I won’t go so far as to say that Wolfgang looked relieved—he did put up the token protest: “Already? Are you certain I can’t talk you into staying for a bit longer?”—but he got up without demur and offered me his arm for the walk into the lobby.

“Don’t feel as if you have to take care of me,” I told him as we passed through the door and onto the black-and-white marble floor. The ma?tre d’ bowed unctuously as we passed. “You said you thought you saw St George, didn’t you? Or perhaps Christopher? I’m sure either one of them would be happy to see me home.”

I scanned the lobby for a head of fair hair. I had found them both here once before, taking up a corner of the lobby, waiting for me, but the armchairs were empty this time. Or empty of Astleys, at any rate. There were plenty of people around, albeit no one I recognized.

“Don’t be silly,” Wolfgang informed me. “Of course I shall see you home if you want me to. Or I’ll put you in a Hackney, at the very least. No more tube rides for you.” He squeezed my elbow.

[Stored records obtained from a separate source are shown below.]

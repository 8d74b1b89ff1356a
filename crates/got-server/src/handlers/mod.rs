//! HTTP handler modules for the dashboard API.
//!
//! Handlers parse the request, lock the addressed session, delegate to
//! [`GraphSession`](got_core::GraphSession) or the dispatcher, and return
//! JSON responses. No graph logic lives in handlers.

pub mod events;
pub mod sessions;
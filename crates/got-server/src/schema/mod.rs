//! API schema types for request/response definitions.
//!
//! Each sub-module defines the request and response types for a specific
//! API domain. Types use serde derives for JSON serialization/deserialization.

pub mod events;
pub mod sessions;
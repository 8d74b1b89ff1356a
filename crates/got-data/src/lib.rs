//! Dataset loading for the Game of Thrones network.
//!
//! Provides the [`DatasetSource`] trait that every backend implements, plus
//! [`CsvDataset`], [`SqliteDataset`] and [`InMemoryDataset`].
//!
//! # Modules
//!
//! - [`error`]: DataError enum with all failure modes
//! - [`traits`]: DatasetSource trait definition
//! - [`validate`]: row checks shared by all backends
//! - [`csv_file`]: CSV file pair backend
//! - [`memory`]: InMemoryDataset implementation
//! - [`schema`]: SQL schema and migration setup
//! - [`sqlite`]: SqliteDataset implementation

pub mod csv_file;
pub mod error;
pub mod memory;
pub mod schema;
pub mod sqlite;
pub mod traits;
pub mod validate;

use std::path::Path;

use got_core::GraphSnapshot;

// Re-export key types for ergonomic use.
pub use csv_file::CsvDataset;
pub use error::DataError;
pub use memory::InMemoryDataset;
pub use sqlite::SqliteDataset;
pub use traits::DatasetSource;

/// Loads the whole network from a node CSV and an edge CSV.
pub fn load_csv(
    nodes_path: impl AsRef<Path>,
    edges_path: impl AsRef<Path>,
) -> Result<GraphSnapshot, DataError> {
    CsvDataset::new(nodes_path.as_ref(), edges_path.as_ref()).load()
}

#[cfg(test)]
mod tests {
    use super::*;

    #[test]
    fn load_csv_reads_a_file_pair() {
        let dir = tempfile::tempdir().unwrap();
        let nodes = dir.path().join("got_nodes.csv");
        let edges = dir.path().join("got_edges.csv");
        std::fs::write(
            &nodes,
            "id,gender,screentime\nTyrion-Lannister,male,293\nCersei-Lannister,female,184\n",
        )
        .unwrap();
        std::fs::write(
            &edges,
            "from,to,weight\nTyrion-Lannister,Cersei-Lannister,46\n",
        )
        .unwrap();

        let whole = load_csv(&nodes, &edges).unwrap();
        assert_eq!(whole.node_count(), 2);
        assert_eq!(whole.edge_count(), 1);
        assert_eq!(whole.nodes()[0].id.as_str(), "Tyrion-Lannister");
        assert_eq!(whole.edges()[0].weight, 46.0);
    }

    #[test]
    fn load_csv_reports_missing_files() {
        let dir = tempfile::tempdir().unwrap();
        let err = load_csv(dir.path().join("nodes.csv"), dir.path().join("edges.csv")).unwrap_err();
        assert!(matches!(err, DataError::Csv(_)));
    }
}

I smiled back. “It’s perfectly all right, Wolfgang. I can see myself home. There’s an entrance to the underground right down the street, and it’s still daylight. Nothing would happen to me.”

I had taken the underground to the Strand, as a matter of fact. I had deemed it a good idea to get back on the horse, so to speak, so I wouldn’t develop some inconvenient phobia of the tube forever, out of fear that something might happen to me. I had perhaps been a bit extra careful on the stairs going down into the tunnels, but nothing had occurred, and I had made it here in one piece. I could just as easily make it back to Bloomsbury.

“Nonsense,” Wolfgang told me, and nudged me out the front door, past the doorman, and towards the first Hackney waiting in the queue. “In you go.” He opened the door for me.

“Thank you.” I climbed in, docilely, even as I wondered whether it was my own cynical nature throwing up suspicions, or whether he really was trying extra hard to make sure I was away from the Savoy before he dealt with his note. “I’m perfectly capable of taking the tube home, you know.”

“Not after yesterday.” He brushed his lips over the back of my knuckles carefully before he shut the door behind me. “Safe home, mein Schatz .”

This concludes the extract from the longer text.